Paula rió, pero su humor se desvaneció tan pronto como la dama se hubo retirado. Sospechaba que había sido Pedro Alfonso el que había pedido a los Hammond que la invitaran. Ella se llevaba bien con la pareja, le gustaba hablar con Rosa cuando iba a la oficina de su esposo, pero nunca había sido invitada a su casa. Pedro Alfonso había estado en América varios años. Paula pensó con amargura que para un hombre como él, cuyo padre era famoso y respetado, debían estar abiertas todas las puertas. Durante mucho tiempo estuvo tratando de olvidar su odio, y lo consiguió cuando se enamoró de David. Después de ser abandonada, volvió a renacer el odio por el hombre causante de sus desdichas. Tuvo que abandonar su departamento y buscarse un nuevo empleo, tratando siempre de no amargarse la existencia por segunda vez. Y cuando todo parecía olvidado, aparecía Pedro Alfonso en su vida, amenazando su seguridad y destruyendo su confianza en sí misma. No estaba dispuesta a permitir que la destruyeran. Ella era Paula Schulz, no Paula Chaves. Era la competente secretaria de un famoso abogado de Londres y ningún ser humano podría reprocharle su pasado. Se excusaría lo más pronto posible y abandonaría la recepción para no volver a ver jamás a Pedro Alfonso.

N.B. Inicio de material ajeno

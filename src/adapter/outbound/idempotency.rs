//! In-memory idempotency store.

use std::time::{Duration, Instant};

use async_trait::async_trait;
use dashmap::mapref::entry::Entry;
use dashmap::DashMap;
use tracing::{debug, warn};

use crate::error::Result;
use crate::port::IdempotencyStore;

/// Default number of live records above which the store warns.
pub const DEFAULT_MAX_ENTRIES: usize = 1_000_000;

#[derive(Debug, Clone, Copy)]
struct Record {
    expires: Instant,
}

impl Record {
    fn is_live(&self, now: Instant) -> bool {
        now < self.expires
    }
}

/// Set-if-absent store backed by a concurrent hash map.
///
/// Check and write happen under the map's per-shard entry lock, so two
/// callers racing on one key cannot both create it. Expired records are
/// treated as absent and dropped lazily or by [`gc`](Self::gc).
///
/// A live record is never evicted: forgetting a key inside its TTL would let
/// a retried intent through twice. `max_entries` is a capacity alarm, not a
/// hard limit.
#[derive(Debug)]
pub struct MemoryIdempotencyStore {
    records: DashMap<String, Record>,
    max_entries: usize,
}

impl Default for MemoryIdempotencyStore {
    fn default() -> Self {
        Self::new(DEFAULT_MAX_ENTRIES)
    }
}

impl MemoryIdempotencyStore {
    #[must_use]
    pub fn new(max_entries: usize) -> Self {
        Self {
            records: DashMap::new(),
            max_entries,
        }
    }

    /// Records currently held, including expired ones not yet collected.
    #[must_use]
    pub fn len(&self) -> usize {
        self.records.len()
    }

    #[must_use]
    pub fn is_empty(&self) -> bool {
        self.records.is_empty()
    }

    /// Drop expired records.
    ///
    /// Returns the number of records removed. Warns if the live records
    /// still exceed `max_entries`.
    pub fn gc(&self) -> usize {
        let before = self.records.len();
        let now = Instant::now();
        self.records.retain(|_, record| record.is_live(now));

        let remaining = self.records.len();
        let removed = before.saturating_sub(remaining);
        if removed > 0 {
            debug!(removed, remaining, "Idempotency records collected");
        }
        if remaining > self.max_entries {
            warn!(
                live = remaining,
                max_entries = self.max_entries,
                "Idempotency store above capacity, live keys retained"
            );
        }
        removed
    }
}

#[async_trait]
impl IdempotencyStore for MemoryIdempotencyStore {
    async fn set_if_absent(&self, key: &str, ttl: Duration) -> Result<bool> {
        let now = Instant::now();
        let record = Record {
            expires: now + ttl,
        };

        let created = match self.records.entry(key.to_string()) {
            Entry::Occupied(mut occupied) => {
                if occupied.get().is_live(now) {
                    false
                } else {
                    occupied.insert(record);
                    true
                }
            }
            Entry::Vacant(vacant) => {
                vacant.insert(record);
                true
            }
        };

        if created && self.records.len() > self.max_entries {
            self.gc();
        }
        Ok(created)
    }

    async fn evict_expired(&self) -> Result<usize> {
        Ok(self.gc())
    }
}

-Creí que ibas a quedarte ahí toda la noche, gatita.
Allí estaba Pedro Alfonso, apoyado contra la pared a una distancia prudente. Evidentemente, la estaba esperando. Paula vio cómo se acercaba a ella. No se parecía a Horacio. Tenía el pelo más oscuro que su padre, era más alto y no tenía tendencia a engordar; sus facciones eran parecidas aunque más definidas en el hijo, la rudeza no estaba oculta bajo una capa de encanto y una expresión agradable. Aquella rudeza escondida se desató con crueldad una vez que Horacio Alfonso tuvo a su padre en las manos. Era como ver a una serpiente reptando tras un indefenso ratón. Su padre no lo pudo sosportar. y acabó quitándose la vida. Eso era lo que ella le debía a Horacio. Al día siguiente de la muerte del padre, alejadas de toda la publicidad, su madre y ella leyeron la carta que él había escrito para ellas. Declaraba su inocencia a pesar de haber pasado varios meses en una celda de la prisión, supo que no podría cumplir la pena que le esperaba y prefirió morir antes que vivir degradado.